As male index fingers all over the globe experienced the ache of repetitive strain injury and subsequent studies failed to prove Dr Whipple’s findings, the G spot appeared to be a triumph of hope over experience. Twenty years later, it was still controversial. In August 2001, Terence Hines, a professor of psychology at New York’s Pace University, published a report in The American Journal of Obstetrics and Gynaecology, which claimed that evidence for the existence of the G-spot was no more than anecdotal. Dr Hines reviewed all the past research on the subject and concluded that the G-spot was a “sort of gynaecological UFO: much searched for …. but unverified by objective means”. He concluded that its existence had been based on a handful of females who were examined behaviourally and only four out of 12 women had shown signs of increased sensitivity in the area.
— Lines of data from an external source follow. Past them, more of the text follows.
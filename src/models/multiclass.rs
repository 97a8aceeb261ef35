use std::collections::BTreeMap;

use serde_json::{json, Value};

use crate::traits::estimator::{
    describe, expose_roles, require_role, Capability, Classifier, Estimator, EstimatorError, Label,
    Proba,
};
use crate::traits::features::FeatureVector;
use crate::traits::registration::{boxed, Constructor, EstimatorType, Family};

/// One binary classifier per class, each trained on "this class versus the rest".
///
/// A fresh copy of the template classifier is added the first time a class
/// is seen. Probabilities are the per-class positive scores, normalised.
#[derive(Debug, Clone)]
pub struct OneVsRestClassifier {
    template: Box<dyn Estimator>,
    classifiers: BTreeMap<Label, Box<dyn Estimator>>,
}

impl OneVsRestClassifier {
    pub fn new(binary_classifier: Box<dyn Estimator>) -> Result<Self, EstimatorError> {
        require_role(binary_classifier.as_ref(), Capability::Classifier, "OneVsRestClassifier")?;
        Ok(Self { template: binary_classifier, classifiers: BTreeMap::new() })
    }

    fn missing() -> EstimatorError {
        EstimatorError::MissingRole {
            role: Capability::Classifier,
            context: "OneVsRestClassifier".to_string(),
        }
    }
}

impl Classifier for OneVsRestClassifier {
    fn learn_one(&mut self, x: &FeatureVector, y: Label) -> Result<(), EstimatorError> {
        if !self.classifiers.contains_key(&y) {
            self.classifiers.insert(y, self.template.clone());
        }
        for (&label, model) in self.classifiers.iter_mut() {
            let classifier = model.as_classifier_mut().ok_or_else(Self::missing)?;
            classifier.learn_one(x, usize::from(label == y))?;
        }
        Ok(())
    }

    fn predict_proba_one(&self, x: &FeatureVector) -> Result<Proba, EstimatorError> {
        let mut proba = Proba::new();
        for (&label, model) in &self.classifiers {
            let classifier = model.as_classifier().ok_or_else(Self::missing)?;
            let positive = classifier.predict_proba_one(x)?.get(&1).copied().unwrap_or(0.0);
            proba.insert(label, positive);
        }
        let total: f64 = proba.values().sum();
        if total > 0.0 {
            proba.values_mut().for_each(|p| *p /= total);
        } else if !proba.is_empty() {
            let uniform = 1.0 / proba.len() as f64;
            proba.values_mut().for_each(|p| *p = uniform);
        }
        Ok(proba)
    }

    fn is_multiclass(&self) -> bool {
        true
    }
}

impl Estimator for OneVsRestClassifier {
    fn name(&self) -> String {
        "OneVsRestClassifier".to_string()
    }

    fn params(&self) -> Value {
        json!({ "binary_classifier": describe(self.template.as_ref()) })
    }

    fn clone_box(&self) -> Box<dyn Estimator> {
        Box::new(self.clone())
    }

    expose_roles!(Classifier);
}

pub fn estimators() -> Vec<EstimatorType> {
    vec![EstimatorType::new(
        "multiclass",
        "OneVsRestClassifier",
        &[Capability::Classifier],
        &[Family::OneVsRest],
        Constructor::WithClassifier(|classifier| OneVsRestClassifier::new(classifier).map(boxed)),
    )]
}

#[cfg(test)]
mod tests {
    use super::*;
    use crate::models::linear_model::LogisticRegression;

    #[test]
    fn test_one_vs_rest_learns_three_classes() {
        let mut model = OneVsRestClassifier::new(Box::new(LogisticRegression::new(0.5, 0.0))).unwrap();
        let points = [
            (FeatureVector::new(vec![-2.0, 0.0]), 0),
            (FeatureVector::new(vec![0.0, 2.0]), 1),
            (FeatureVector::new(vec![2.0, 0.0]), 2),
        ];
        for _ in 0..300 {
            for (x, y) in &points {
                model.learn_one(x, *y).unwrap();
            }
        }
        for (x, y) in &points {
            let proba = model.predict_proba_one(x).unwrap();
            assert_eq!(proba.len(), 3);
            assert!((proba.values().sum::<f64>() - 1.0).abs() < 1e-12);
            assert_eq!(Classifier::predict_one(&model, x).unwrap(), Some(*y));
        }
    }

    #[test]
    fn test_one_vs_rest_before_learning() {
        let model = OneVsRestClassifier::new(Box::new(LogisticRegression::default())).unwrap();
        assert!(model.predict_proba_one(&FeatureVector::new(vec![1.0])).unwrap().is_empty());
    }
}
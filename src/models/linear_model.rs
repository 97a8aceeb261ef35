use ndarray::Array1;
use serde_json::{json, Value};

use crate::optim::losses::{sigmoid, Loss};
use crate::traits::estimator::{
    check_dimension, expose_roles, Capability, Classifier, Estimator, EstimatorError, Label, Proba,
    Regressor,
};
use crate::traits::features::FeatureVector;
use crate::traits::registration::{boxed, Constructor, EstimatorType, Family};

/// Weights updated by stochastic gradient descent on a pluggable loss.
#[derive(Debug, Clone)]
struct Sgd {
    /// Learning rate for the weights
    lr: f64,
    /// Learning rate for the intercept
    intercept_lr: f64,
    /// L2 penalty applied to the weights
    l2: f64,
    loss: Loss,
    /// Set on the first example
    weights: Option<Array1<f64>>,
    intercept: f64,
}

impl Sgd {
    fn new(lr: f64, intercept_lr: f64, l2: f64, loss: Loss) -> Self {
        Self {
            lr,
            intercept_lr,
            l2,
            loss,
            weights: None,
            intercept: 0.0,
        }
    }

    /// `w . x + b`; only the intercept before any learning
    fn raw(&self, x: &FeatureVector) -> Result<f64, EstimatorError> {
        let dim = self.weights.as_ref().map(|w| w.len());
        check_dimension(dim, x, "Feature dimension doesn't match model weights")?;
        Ok(match &self.weights {
            Some(weights) => weights.dot(x.as_array()) + self.intercept,
            None => self.intercept,
        })
    }

    /// One gradient step; `link` maps the raw score to the prediction fed to the loss.
    fn step(&mut self, x: &FeatureVector, y: f64, link: fn(f64) -> f64) -> Result<(), EstimatorError> {
        let y_pred = link(self.raw(x)?);
        let gradient = self.loss.gradient(y, y_pred);

        let weights = self
            .weights
            .get_or_insert_with(|| Array1::zeros(x.dimension()));
        let update = x.as_array() * gradient + &*weights * self.l2;
        weights.scaled_add(-self.lr, &update);
        self.intercept -= self.intercept_lr * gradient;
        Ok(())
    }

    fn params(&self) -> Value {
        json!({
            "lr": self.lr,
            "intercept_lr": self.intercept_lr,
            "l2": self.l2,
            "loss": self.loss,
        })
    }
}

fn identity(z: f64) -> f64 {
    z
}

/// Linear regression trained online with SGD
#[derive(Debug, Clone)]
pub struct LinearRegression {
    sgd: Sgd,
}

impl LinearRegression {
    pub fn new(lr: f64, intercept_lr: f64, l2: f64, loss: Loss) -> Self {
        Self { sgd: Sgd::new(lr, intercept_lr, l2, loss) }
    }

    pub fn with_intercept_lr(mut self, intercept_lr: f64) -> Self {
        self.sgd.intercept_lr = intercept_lr;
        self
    }

    pub fn weights(&self) -> Option<&Array1<f64>> {
        self.sgd.weights.as_ref()
    }

    pub fn intercept(&self) -> f64 {
        self.sgd.intercept
    }
}

impl Default for LinearRegression {
    fn default() -> Self {
        Self::new(0.01, 0.01, 0.0, Loss::Squared)
    }
}

impl Regressor for LinearRegression {
    fn learn_one(&mut self, x: &FeatureVector, y: f64) -> Result<(), EstimatorError> {
        self.sgd.step(x, y, identity)
    }

    fn predict_one(&self, x: &FeatureVector) -> Result<f64, EstimatorError> {
        self.sgd.raw(x)
    }
}

impl Estimator for LinearRegression {
    fn name(&self) -> String {
        "LinearRegression".to_string()
    }

    fn params(&self) -> Value {
        self.sgd.params()
    }

    fn clone_box(&self) -> Box<dyn Estimator> {
        Box::new(self.clone())
    }

    expose_roles!(Regressor);
}

/// Linear regression with an L2 penalty; a specialization of [`LinearRegression`].
#[derive(Debug, Clone)]
pub struct RidgeRegression {
    inner: LinearRegression,
}

impl RidgeRegression {
    pub fn new(alpha: f64) -> Self {
        Self { inner: LinearRegression::new(0.01, 0.01, alpha, Loss::Squared) }
    }

    pub fn with_intercept_lr(self, intercept_lr: f64) -> Self {
        Self { inner: self.inner.with_intercept_lr(intercept_lr) }
    }
}

impl Default for RidgeRegression {
    fn default() -> Self {
        Self::new(0.1)
    }
}

impl Regressor for RidgeRegression {
    fn learn_one(&mut self, x: &FeatureVector, y: f64) -> Result<(), EstimatorError> {
        self.inner.learn_one(x, y)
    }

    fn predict_one(&self, x: &FeatureVector) -> Result<f64, EstimatorError> {
        self.inner.predict_one(x)
    }
}

impl Estimator for RidgeRegression {
    fn name(&self) -> String {
        "RidgeRegression".to_string()
    }

    fn params(&self) -> Value {
        json!({ "alpha": self.inner.sgd.l2, "intercept_lr": self.inner.sgd.intercept_lr })
    }

    fn clone_box(&self) -> Box<dyn Estimator> {
        Box::new(self.clone())
    }

    expose_roles!(Regressor);
}

/// Binary logistic regression trained online with SGD on the log loss
#[derive(Debug, Clone)]
pub struct LogisticRegression {
    sgd: Sgd,
}

impl LogisticRegression {
    pub fn new(lr: f64, l2: f64) -> Self {
        Self { sgd: Sgd::new(lr, lr, l2, Loss::Log) }
    }
}

impl Default for LogisticRegression {
    fn default() -> Self {
        Self::new(0.01, 0.0)
    }
}

impl Classifier for LogisticRegression {
    fn learn_one(&mut self, x: &FeatureVector, y: Label) -> Result<(), EstimatorError> {
        let target = if y != 0 { 1.0 } else { 0.0 };
        self.sgd.step(x, target, sigmoid)
    }

    fn predict_proba_one(&self, x: &FeatureVector) -> Result<Proba, EstimatorError> {
        let p = sigmoid(self.sgd.raw(x)?);
        Ok(Proba::from([(0, 1.0 - p), (1, p)]))
    }
}

impl Estimator for LogisticRegression {
    fn name(&self) -> String {
        "LogisticRegression".to_string()
    }

    fn params(&self) -> Value {
        self.sgd.params()
    }

    fn clone_box(&self) -> Box<dyn Estimator> {
        Box::new(self.clone())
    }

    expose_roles!(Classifier);
}

/// Passive-aggressive update rule (PA-I)
#[derive(Debug, Clone)]
struct PassiveAggressive {
    c: f64,
    weights: Option<Array1<f64>>,
}

impl PassiveAggressive {
    fn new(c: f64) -> Self {
        Self { c, weights: None }
    }

    fn score(&self, x: &FeatureVector) -> Result<f64, EstimatorError> {
        let dim = self.weights.as_ref().map(|w| w.len());
        check_dimension(dim, x, "Feature dimension doesn't match model weights")?;
        Ok(self.weights.as_ref().map_or(0.0, |w| w.dot(x.as_array())))
    }

    /// Moves the weights by `direction * tau * x` where `tau` is the capped step.
    fn update(&mut self, x: &FeatureVector, loss: f64, direction: f64) {
        let weights = self
            .weights
            .get_or_insert_with(|| Array1::zeros(x.dimension()));
        let norm = x.as_array().dot(x.as_array());
        if loss <= 0.0 || norm == 0.0 {
            return;
        }
        let tau = self.c.min(loss / norm);
        weights.scaled_add(direction * tau, x.as_array());
    }
}

/// Passive-aggressive regressor with an epsilon-insensitive loss
#[derive(Debug, Clone)]
pub struct PARegressor {
    pa: PassiveAggressive,
    eps: f64,
}

impl PARegressor {
    pub fn new(c: f64, eps: f64) -> Self {
        Self { pa: PassiveAggressive::new(c), eps }
    }
}

impl Default for PARegressor {
    fn default() -> Self {
        Self::new(1.0, 0.1)
    }
}

impl Regressor for PARegressor {
    fn learn_one(&mut self, x: &FeatureVector, y: f64) -> Result<(), EstimatorError> {
        let residual = y - self.pa.score(x)?;
        let loss = (residual.abs() - self.eps).max(0.0);
        self.pa.update(x, loss, residual.signum());
        Ok(())
    }

    fn predict_one(&self, x: &FeatureVector) -> Result<f64, EstimatorError> {
        self.pa.score(x)
    }
}

impl Estimator for PARegressor {
    fn name(&self) -> String {
        "PARegressor".to_string()
    }

    fn params(&self) -> Value {
        json!({ "C": self.pa.c, "eps": self.eps })
    }

    fn clone_box(&self) -> Box<dyn Estimator> {
        Box::new(self.clone())
    }

    expose_roles!(Regressor);
}

/// Passive-aggressive binary classifier with a hinge loss
#[derive(Debug, Clone)]
pub struct PAClassifier {
    pa: PassiveAggressive,
}

impl PAClassifier {
    pub fn new(c: f64) -> Self {
        Self { pa: PassiveAggressive::new(c) }
    }
}

impl Default for PAClassifier {
    fn default() -> Self {
        Self::new(1.0)
    }
}

impl Classifier for PAClassifier {
    fn learn_one(&mut self, x: &FeatureVector, y: Label) -> Result<(), EstimatorError> {
        let sign = if y != 0 { 1.0 } else { -1.0 };
        let loss = (1.0 - sign * self.pa.score(x)?).max(0.0);
        self.pa.update(x, loss, sign);
        Ok(())
    }

    fn predict_proba_one(&self, x: &FeatureVector) -> Result<Proba, EstimatorError> {
        let p = sigmoid(self.pa.score(x)?);
        Ok(Proba::from([(0, 1.0 - p), (1, p)]))
    }
}

impl Estimator for PAClassifier {
    fn name(&self) -> String {
        "PAClassifier".to_string()
    }

    fn params(&self) -> Value {
        json!({ "C": self.pa.c })
    }

    fn clone_box(&self) -> Box<dyn Estimator> {
        Box::new(self.clone())
    }

    expose_roles!(Classifier);
}

pub fn estimators() -> Vec<EstimatorType> {
    vec![
        EstimatorType::new(
            "linear_model",
            "LinearRegression",
            &[Capability::Regressor],
            &[Family::LinearRegression],
            Constructor::WithInterceptLr(|intercept_lr| {
                boxed(LinearRegression::default().with_intercept_lr(intercept_lr))
            }),
        ),
        EstimatorType::new(
            "linear_model",
            "LogisticRegression",
            &[Capability::Classifier],
            &[Family::LogisticRegression],
            Constructor::Default(|| boxed(LogisticRegression::default())),
        ),
        EstimatorType::new(
            "linear_model",
            "PAClassifier",
            &[Capability::Classifier],
            &[Family::PassiveAggressive],
            Constructor::Default(|| boxed(PAClassifier::default())),
        ),
        EstimatorType::new(
            "linear_model",
            "PARegressor",
            &[Capability::Regressor],
            &[Family::PassiveAggressive],
            Constructor::Default(|| boxed(PARegressor::default())),
        ),
        EstimatorType::new(
            "linear_model",
            "RidgeRegression",
            &[Capability::Regressor],
            &[Family::LinearRegression, Family::Ridge],
            Constructor::WithInterceptLr(|intercept_lr| {
                boxed(RidgeRegression::default().with_intercept_lr(intercept_lr))
            }),
        ),
    ]
}
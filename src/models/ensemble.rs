use rand::rngs::StdRng;
use rand::{Rng, SeedableRng};
use serde_json::{json, Value};

use crate::optim::losses::Loss;
use crate::traits::estimator::{
    describe, expose_roles, require_role, Capability, Classifier, Estimator, EstimatorError, Label,
    Proba, Regressor,
};
use crate::traits::features::FeatureVector;
use crate::traits::registration::{boxed, Constructor, EstimatorType, Family};

/// Rates above this are truncated before drawing.
const MAX_POISSON_RATE: f64 = 64.0;

/// Draws from Poisson(`rate`), which is how online bagging and boosting
/// resample an example.
fn poisson(rng: &mut StdRng, rate: f64) -> usize {
    let limit = (-rate.min(MAX_POISSON_RATE)).exp();
    let mut k = 0;
    let mut p = 1.0;
    loop {
        p *= rng.random::<f64>();
        if p <= limit {
            return k;
        }
        k += 1;
    }
}

fn seeded(seed: Option<u64>) -> StdRng {
    match seed {
        Some(seed) => StdRng::seed_from_u64(seed),
        None => StdRng::from_os_rng(),
    }
}

fn replicate(model: Box<dyn Estimator>, n_models: usize) -> Result<Vec<Box<dyn Estimator>>, EstimatorError> {
    if n_models == 0 {
        return Err(EstimatorError::InvalidParameter("n_models must be positive".to_string()));
    }
    Ok((0..n_models).map(|_| model.clone()).collect())
}

fn missing(role: Capability, owner: &str) -> EstimatorError {
    EstimatorError::MissingRole { role, context: owner.to_string() }
}

/// Online bagging (Oza) over copies of a regressor; predicts their mean.
#[derive(Debug, Clone)]
pub struct BaggingRegressor {
    models: Vec<Box<dyn Estimator>>,
    seed: Option<u64>,
    rng: StdRng,
}

impl BaggingRegressor {
    pub fn new(regressor: Box<dyn Estimator>, n_models: usize, seed: Option<u64>) -> Result<Self, EstimatorError> {
        require_role(regressor.as_ref(), Capability::Regressor, "BaggingRegressor")?;
        Ok(Self { models: replicate(regressor, n_models)?, seed, rng: seeded(seed) })
    }
}

impl Regressor for BaggingRegressor {
    fn learn_one(&mut self, x: &FeatureVector, y: f64) -> Result<(), EstimatorError> {
        for model in &mut self.models {
            let regressor = model
                .as_regressor_mut()
                .ok_or_else(|| missing(Capability::Regressor, "BaggingRegressor"))?;
            for _ in 0..poisson(&mut self.rng, 1.0) {
                regressor.learn_one(x, y)?;
            }
        }
        Ok(())
    }

    fn predict_one(&self, x: &FeatureVector) -> Result<f64, EstimatorError> {
        let mut total = 0.0;
        for model in &self.models {
            let regressor = model
                .as_regressor()
                .ok_or_else(|| missing(Capability::Regressor, "BaggingRegressor"))?;
            total += regressor.predict_one(x)?;
        }
        Ok(total / self.models.len() as f64)
    }
}

impl Estimator for BaggingRegressor {
    fn name(&self) -> String {
        "BaggingRegressor".to_string()
    }

    fn params(&self) -> Value {
        json!({
            "regressor": describe(self.models[0].as_ref()),
            "n_models": self.models.len(),
            "seed": self.seed,
        })
    }

    fn clone_box(&self) -> Box<dyn Estimator> {
        Box::new(self.clone())
    }

    expose_roles!(Regressor);
}

/// Online bagging over copies of a classifier; averages their probabilities.
#[derive(Debug, Clone)]
pub struct BaggingClassifier {
    models: Vec<Box<dyn Estimator>>,
    seed: Option<u64>,
    rng: StdRng,
}

impl BaggingClassifier {
    pub fn new(classifier: Box<dyn Estimator>, n_models: usize, seed: Option<u64>) -> Result<Self, EstimatorError> {
        require_role(classifier.as_ref(), Capability::Classifier, "BaggingClassifier")?;
        Ok(Self { models: replicate(classifier, n_models)?, seed, rng: seeded(seed) })
    }
}

impl Classifier for BaggingClassifier {
    fn learn_one(&mut self, x: &FeatureVector, y: Label) -> Result<(), EstimatorError> {
        for model in &mut self.models {
            let classifier = model
                .as_classifier_mut()
                .ok_or_else(|| missing(Capability::Classifier, "BaggingClassifier"))?;
            for _ in 0..poisson(&mut self.rng, 1.0) {
                classifier.learn_one(x, y)?;
            }
        }
        Ok(())
    }

    fn predict_proba_one(&self, x: &FeatureVector) -> Result<Proba, EstimatorError> {
        let mut votes = Proba::new();
        for model in &self.models {
            let classifier = model
                .as_classifier()
                .ok_or_else(|| missing(Capability::Classifier, "BaggingClassifier"))?;
            for (label, p) in classifier.predict_proba_one(x)? {
                *votes.entry(label).or_insert(0.0) += p;
            }
        }
        let total: f64 = votes.values().sum();
        if total > 0.0 {
            votes.values_mut().for_each(|p| *p /= total);
        }
        Ok(votes)
    }

    fn is_multiclass(&self) -> bool {
        self.models[0].as_classifier().is_some_and(|c| c.is_multiclass())
    }
}

impl Estimator for BaggingClassifier {
    fn name(&self) -> String {
        "BaggingClassifier".to_string()
    }

    fn params(&self) -> Value {
        json!({
            "classifier": describe(self.models[0].as_ref()),
            "n_models": self.models.len(),
            "seed": self.seed,
        })
    }

    fn clone_box(&self) -> Box<dyn Estimator> {
        Box::new(self.clone())
    }

    expose_roles!(Classifier);
}

/// Online boosting (Oza and Russell) over copies of a binary or multiclass
/// classifier.
///
/// Each example is shown to the members in turn with a Poisson weight that
/// grows after a member gets it wrong and shrinks after it gets it right.
/// Members vote with `ln((1 - e) / e)`, `e` being their weighted error rate.
#[derive(Debug, Clone)]
pub struct AdaBoostClassifier {
    models: Vec<Box<dyn Estimator>>,
    correct_weight: Vec<f64>,
    wrong_weight: Vec<f64>,
    seed: Option<u64>,
    rng: StdRng,
}

impl AdaBoostClassifier {
    pub fn new(classifier: Box<dyn Estimator>, n_models: usize, seed: Option<u64>) -> Result<Self, EstimatorError> {
        require_role(classifier.as_ref(), Capability::Classifier, "AdaBoostClassifier")?;
        let models = replicate(classifier, n_models)?;
        Ok(Self {
            correct_weight: vec![0.0; models.len()],
            wrong_weight: vec![0.0; models.len()],
            models,
            seed,
            rng: seeded(seed),
        })
    }

    /// Voting weight of member `i`; members no better than chance get 1.
    pub fn model_weight(&self, i: usize) -> f64 {
        let error = (self.wrong_weight[i] + 1e-16) / (self.correct_weight[i] + self.wrong_weight[i] + 1e-16);
        if error > 0.5 {
            1.0
        } else {
            ((1.0 - error) / error).ln()
        }
    }
}

impl Classifier for AdaBoostClassifier {
    fn learn_one(&mut self, x: &FeatureVector, y: Label) -> Result<(), EstimatorError> {
        let mut rate = 1.0;
        for (i, model) in self.models.iter_mut().enumerate() {
            let classifier = model
                .as_classifier_mut()
                .ok_or_else(|| missing(Capability::Classifier, "AdaBoostClassifier"))?;
            for _ in 0..poisson(&mut self.rng, rate) {
                classifier.learn_one(x, y)?;
            }

            let hit = classifier.predict_one(x)? == Some(y);
            if hit {
                self.correct_weight[i] += rate;
            } else {
                self.wrong_weight[i] += rate;
            }
            let seen = self.correct_weight[i] + self.wrong_weight[i];
            let side = if hit { self.correct_weight[i] } else { self.wrong_weight[i] };
            rate *= seen / (2.0 * side);
        }
        Ok(())
    }

    fn predict_proba_one(&self, x: &FeatureVector) -> Result<Proba, EstimatorError> {
        let mut weighted = Proba::new();
        let mut plain = Proba::new();
        for (i, model) in self.models.iter().enumerate() {
            let classifier = model
                .as_classifier()
                .ok_or_else(|| missing(Capability::Classifier, "AdaBoostClassifier"))?;
            let weight = self.model_weight(i);
            for (label, p) in classifier.predict_proba_one(x)? {
                *weighted.entry(label).or_insert(0.0) += weight * p;
                *plain.entry(label).or_insert(0.0) += p;
            }
        }
        // every member sits exactly at chance: fall back to an even vote
        let mut votes = if weighted.values().sum::<f64>() > 0.0 { weighted } else { plain };
        let total: f64 = votes.values().sum();
        if total > 0.0 {
            votes.values_mut().for_each(|p| *p /= total);
        }
        Ok(votes)
    }

    fn is_multiclass(&self) -> bool {
        self.models[0].as_classifier().is_some_and(|c| c.is_multiclass())
    }
}

impl Estimator for AdaBoostClassifier {
    fn name(&self) -> String {
        "AdaBoostClassifier".to_string()
    }

    fn params(&self) -> Value {
        json!({
            "classifier": describe(self.models[0].as_ref()),
            "n_models": self.models.len(),
            "seed": self.seed,
        })
    }

    fn clone_box(&self) -> Box<dyn Estimator> {
        Box::new(self.clone())
    }

    expose_roles!(Classifier);
}

/// Hedge algorithm: weights regressors by their exponentiated past loss.
#[derive(Debug, Clone)]
pub struct HedgeRegressor {
    regressors: Vec<Box<dyn Estimator>>,
    weights: Vec<f64>,
    loss: Loss,
    learning_rate: f64,
}

impl HedgeRegressor {
    pub fn new(regressors: Vec<Box<dyn Estimator>>, loss: Loss, learning_rate: f64) -> Result<Self, EstimatorError> {
        if regressors.is_empty() {
            return Err(EstimatorError::InvalidParameter(
                "HedgeRegressor needs at least one regressor".to_string(),
            ));
        }
        for regressor in &regressors {
            require_role(regressor.as_ref(), Capability::Regressor, "HedgeRegressor")?;
        }
        let weights = vec![1.0 / regressors.len() as f64; regressors.len()];
        Ok(Self { regressors, weights, loss, learning_rate })
    }

    pub fn weights(&self) -> &[f64] {
        &self.weights
    }
}

impl Regressor for HedgeRegressor {
    fn learn_one(&mut self, x: &FeatureVector, y: f64) -> Result<(), EstimatorError> {
        for (model, weight) in self.regressors.iter_mut().zip(self.weights.iter_mut()) {
            let regressor = model
                .as_regressor_mut()
                .ok_or_else(|| missing(Capability::Regressor, "HedgeRegressor"))?;
            let loss = self.loss.evaluate(y, regressor.predict_one(x)?);
            *weight *= (-self.learning_rate * loss).exp();
            regressor.learn_one(x, y)?;
        }

        let total: f64 = self.weights.iter().sum();
        if total > 0.0 && total.is_finite() {
            self.weights.iter_mut().for_each(|w| *w /= total);
        } else {
            // every weight underflowed
            let uniform = 1.0 / self.weights.len() as f64;
            self.weights.iter_mut().for_each(|w| *w = uniform);
        }
        Ok(())
    }

    fn predict_one(&self, x: &FeatureVector) -> Result<f64, EstimatorError> {
        let mut prediction = 0.0;
        for (model, weight) in self.regressors.iter().zip(&self.weights) {
            let regressor = model
                .as_regressor()
                .ok_or_else(|| missing(Capability::Regressor, "HedgeRegressor"))?;
            prediction += weight * regressor.predict_one(x)?;
        }
        Ok(prediction)
    }
}

impl Estimator for HedgeRegressor {
    fn name(&self) -> String {
        "HedgeRegressor".to_string()
    }

    fn params(&self) -> Value {
        let regressors: Vec<String> = self.regressors.iter().map(|r| describe(r.as_ref())).collect();
        json!({ "regressors": regressors, "loss": self.loss, "learning_rate": self.learning_rate })
    }

    fn clone_box(&self) -> Box<dyn Estimator> {
        Box::new(self.clone())
    }

    expose_roles!(Regressor);
}

pub fn estimators() -> Vec<EstimatorType> {
    vec![
        EstimatorType::new(
            "ensemble",
            "BaggingClassifier",
            &[Capability::Classifier],
            &[Family::Bagging],
            Constructor::WithClassifier(|classifier| {
                BaggingClassifier::new(classifier, 10, Some(42)).map(boxed)
            }),
        ),
        EstimatorType::new(
            "ensemble",
            "BaggingRegressor",
            &[Capability::Regressor],
            &[Family::Bagging],
            Constructor::WithRegressor(|regressor| {
                BaggingRegressor::new(regressor, 10, Some(42)).map(boxed)
            }),
        ),
        EstimatorType::new(
            "ensemble",
            "AdaBoostClassifier",
            &[Capability::Classifier],
            &[Family::AdaBoost],
            Constructor::WithClassifier(|classifier| {
                AdaBoostClassifier::new(classifier, 10, Some(42)).map(boxed)
            }),
        ),
        EstimatorType::new(
            "ensemble",
            "HedgeRegressor",
            &[Capability::Regressor],
            &[Family::Hedge],
            Constructor::WithRegressors(|regressors| {
                HedgeRegressor::new(regressors, Loss::Squared, 0.5).map(boxed)
            }),
        ),
    ]
}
Given that the female orgasm has been as hard to define as the G-spot is to find, arguably, the brain is probably the only place that anyone will find a solution for the many women who suffer from an inability to orgasm. But according to David Goldmeier, a leading expert in sexual medicine at the Jane Wadsworth Clinic, St Mary’s Hospital, in London, the mental stimulation a woman needs is often nothing more complicated than kind words softly spoken. His experience suggests that in terms of global satisfaction scales: “women tend to view overall sexual satisfaction as being more important and tend to think less about sex and more about relationships”. He adds that for many of his patients, inability to orgasm is less of a problem for them than it is for their partners, who interpret it as a negative reflection on their performance.

Until neurology can explain consciousness, or what it feels like to have a tough job, three kids and a husband who takes up much more of the sofa than he did ten years ago, there are probably only two chances of a little pink pill to trigger orgasm in the amygdala. Slim and none.